• **Supplied data**:

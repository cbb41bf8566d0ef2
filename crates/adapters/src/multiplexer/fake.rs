// SPDX-License-Identifier: BUSL-1.1
// Copyright (c) 2026 Alfred Jean LLC

//! Fake multiplexer adapter for testing
#![cfg_attr(coverage_nightly, coverage(off))]

use super::{MultiplexerAdapter, MultiplexerError};
use async_trait::async_trait;
use parking_lot::Mutex;
use std::collections::HashMap;
use std::path::{Path, PathBuf};
use std::sync::Arc;

#[derive(Debug, Clone)]
pub enum MultiplexerCall {
    Spawn { name: String, cwd: PathBuf, cmd: String, env: Vec<(String, String)> },
    Send { id: String, input: String },
    SendLiteral { id: String, text: String },
    SendEnter { id: String },
    Kill { id: String },
    IsAlive { id: String },
    CaptureOutput { id: String, lines: u32 },
    IsProcessRunning { id: String, pattern: String },
    Configure { id: String, config: serde_json::Value },
}

#[derive(Debug, Clone)]
pub struct FakeWindow {
    pub name: String,
    pub cwd: PathBuf,
    pub cmd: String,
    pub env: Vec<(String, String)>,
    pub output: Vec<String>,
    pub alive: bool,
    pub exit_code: Option<i32>,
    pub process_running: bool,
    pub pid: Option<u32>,
}

struct State {
    windows: HashMap<String, FakeWindow>,
    calls: Vec<MultiplexerCall>,
    next_id: u64,
}

/// Fake multiplexer adapter for testing executors without spawning tmux.
#[derive(Clone)]
pub struct FakeMultiplexerAdapter {
    inner: Arc<Mutex<State>>,
}

impl Default for FakeMultiplexerAdapter {
    fn default() -> Self {
        Self {
            inner: Arc::new(Mutex::new(State {
                windows: HashMap::new(),
                calls: Vec::new(),
                next_id: 0,
            })),
        }
    }
}

impl FakeMultiplexerAdapter {
    pub fn new() -> Self {
        Self::default()
    }

    pub fn calls(&self) -> Vec<MultiplexerCall> {
        self.inner.lock().calls.clone()
    }

    pub fn get_window(&self, id: &str) -> Option<FakeWindow> {
        self.inner.lock().windows.get(id).cloned()
    }

    pub fn set_output(&self, id: &str, output: Vec<String>) {
        if let Some(w) = self.inner.lock().windows.get_mut(id) {
            w.output = output;
        }
    }

    pub fn set_exited(&self, id: &str, exit_code: i32) {
        if let Some(w) = self.inner.lock().windows.get_mut(id) {
            w.alive = false;
            w.process_running = false;
            w.exit_code = Some(exit_code);
        }
    }

    pub fn set_process_running(&self, id: &str, running: bool) {
        if let Some(w) = self.inner.lock().windows.get_mut(id) {
            w.process_running = running;
        }
    }
}

#[async_trait]
impl MultiplexerAdapter for FakeMultiplexerAdapter {
    async fn spawn(
        &self,
        name: &str,
        cwd: &Path,
        cmd: &str,
        env: &[(String, String)],
    ) -> Result<String, MultiplexerError> {
        let mut inner = self.inner.lock();
        inner.next_id += 1;
        let next_id = inner.next_id;
        let id = format!("fake-{}", next_id);
        inner.calls.push(MultiplexerCall::Spawn {
            name: name.to_string(),
            cwd: cwd.to_path_buf(),
            cmd: cmd.to_string(),
            env: env.to_vec(),
        });
        inner.windows.insert(
            id.clone(),
            FakeWindow {
                name: name.to_string(),
                cwd: cwd.to_path_buf(),
                cmd: cmd.to_string(),
                env: env.to_vec(),
                output: Vec::new(),
                alive: true,
                exit_code: None,
                process_running: true,
                pid: Some(next_id as u32 + 10_000),
            },
        );
        Ok(id)
    }

    async fn send(&self, id: &str, input: &str) -> Result<(), MultiplexerError> {
        let mut inner = self.inner.lock();
        inner.calls.push(MultiplexerCall::Send { id: id.to_string(), input: input.to_string() });
        if !inner.windows.contains_key(id) {
            return Err(MultiplexerError::NotFound(id.to_string()));
        }
        Ok(())
    }

    async fn send_literal(&self, id: &str, text: &str) -> Result<(), MultiplexerError> {
        let mut inner = self.inner.lock();
        inner.calls.push(MultiplexerCall::SendLiteral { id: id.to_string(), text: text.to_string() });
        if !inner.windows.contains_key(id) {
            return Err(MultiplexerError::NotFound(id.to_string()));
        }
        Ok(())
    }

    async fn send_enter(&self, id: &str) -> Result<(), MultiplexerError> {
        let mut inner = self.inner.lock();
        inner.calls.push(MultiplexerCall::SendEnter { id: id.to_string() });
        if !inner.windows.contains_key(id) {
            return Err(MultiplexerError::NotFound(id.to_string()));
        }
        Ok(())
    }

    async fn kill(&self, id: &str) -> Result<(), MultiplexerError> {
        let mut inner = self.inner.lock();
        inner.calls.push(MultiplexerCall::Kill { id: id.to_string() });
        if let Some(w) = inner.windows.get_mut(id) {
            w.alive = false;
        }
        Ok(())
    }

    async fn is_alive(&self, id: &str) -> Result<bool, MultiplexerError> {
        let mut inner = self.inner.lock();
        inner.calls.push(MultiplexerCall::IsAlive { id: id.to_string() });
        Ok(inner.windows.get(id).map(|w| w.alive).unwrap_or(false))
    }

    async fn capture_output(&self, id: &str, lines: u32) -> Result<String, MultiplexerError> {
        let mut inner = self.inner.lock();
        inner.calls.push(MultiplexerCall::CaptureOutput { id: id.to_string(), lines });
        match inner.windows.get(id) {
            Some(w) => {
                let start = w.output.len().saturating_sub(lines as usize);
                Ok(w.output[start..].join("\n"))
            }
            None => Err(MultiplexerError::NotFound(id.to_string())),
        }
    }

    async fn is_process_running(&self, id: &str, pattern: &str) -> Result<bool, MultiplexerError> {
        let mut inner = self.inner.lock();
        inner.calls.push(MultiplexerCall::IsProcessRunning {
            id: id.to_string(),
            pattern: pattern.to_string(),
        });
        Ok(inner.windows.get(id).map(|w| w.process_running).unwrap_or(false))
    }

    async fn get_pid(&self, id: &str) -> Result<Option<u32>, MultiplexerError> {
        Ok(self.inner.lock().windows.get(id).and_then(|w| w.pid))
    }

    async fn get_exit_code(&self, id: &str) -> Result<Option<i32>, MultiplexerError> {
        Ok(self.inner.lock().windows.get(id).and_then(|w| w.exit_code))
    }

    async fn configure(
        &self,
        id: &str,
        config: &serde_json::Value,
    ) -> Result<(), MultiplexerError> {
        let mut inner = self.inner.lock();
        inner.calls.push(MultiplexerCall::Configure { id: id.to_string(), config: config.clone() });
        if !inner.windows.contains_key(id) {
            return Err(MultiplexerError::NotFound(id.to_string()));
        }
        Ok(())
    }
}
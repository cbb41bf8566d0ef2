// SPDX-License-Identifier: BUSL-1.1
// Copyright (c) 2026 Alfred Jean LLC

//! Simple single-task mutations: execute, retry, status, pin, close, delete.

use anyhow::Result;

use crate::client::DaemonClient;
use crate::output::OutputFormat;

fn report(format: OutputFormat, id: u64, action: &str) -> Result<()> {
    match format {
        OutputFormat::Json => {
            println!("{}", serde_json::to_string_pretty(&serde_json::json!({ "id": id, "action": action }))?)
        }
        OutputFormat::Text => println!("{action} task #{id}"),
    }
    Ok(())
}

pub async fn execute(client: &DaemonClient, id: u64, format: OutputFormat) -> Result<()> {
    client.execute(id).await?;
    report(format, id, "queued")
}

pub async fn retry(client: &DaemonClient, id: u64, feedback: Option<&str>, format: OutputFormat) -> Result<()> {
    client.retry(id, feedback).await?;
    report(format, id, "retried")
}

pub async fn set_status(client: &DaemonClient, id: u64, status: &str, format: OutputFormat) -> Result<()> {
    client.set_status(id, status).await?;
    report(format, id, status)
}

pub async fn pin(client: &DaemonClient, id: u64, unpin: bool, format: OutputFormat) -> Result<()> {
    client.pin(id, !unpin).await?;
    report(format, id, if unpin { "unpinned" } else { "pinned" })
}

pub async fn close(client: &DaemonClient, id: u64, format: OutputFormat) -> Result<()> {
    client.close(id).await?;
    report(format, id, "closed")
}

pub async fn delete(client: &DaemonClient, id: u64, format: OutputFormat) -> Result<()> {
    client.delete(id).await?;
    report(format, id, "deleted")
}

• **Task requirements**: Report the number of lines of the listing above that hold the string "DaemonClient", with no other text.

• **Answer to this task**: 7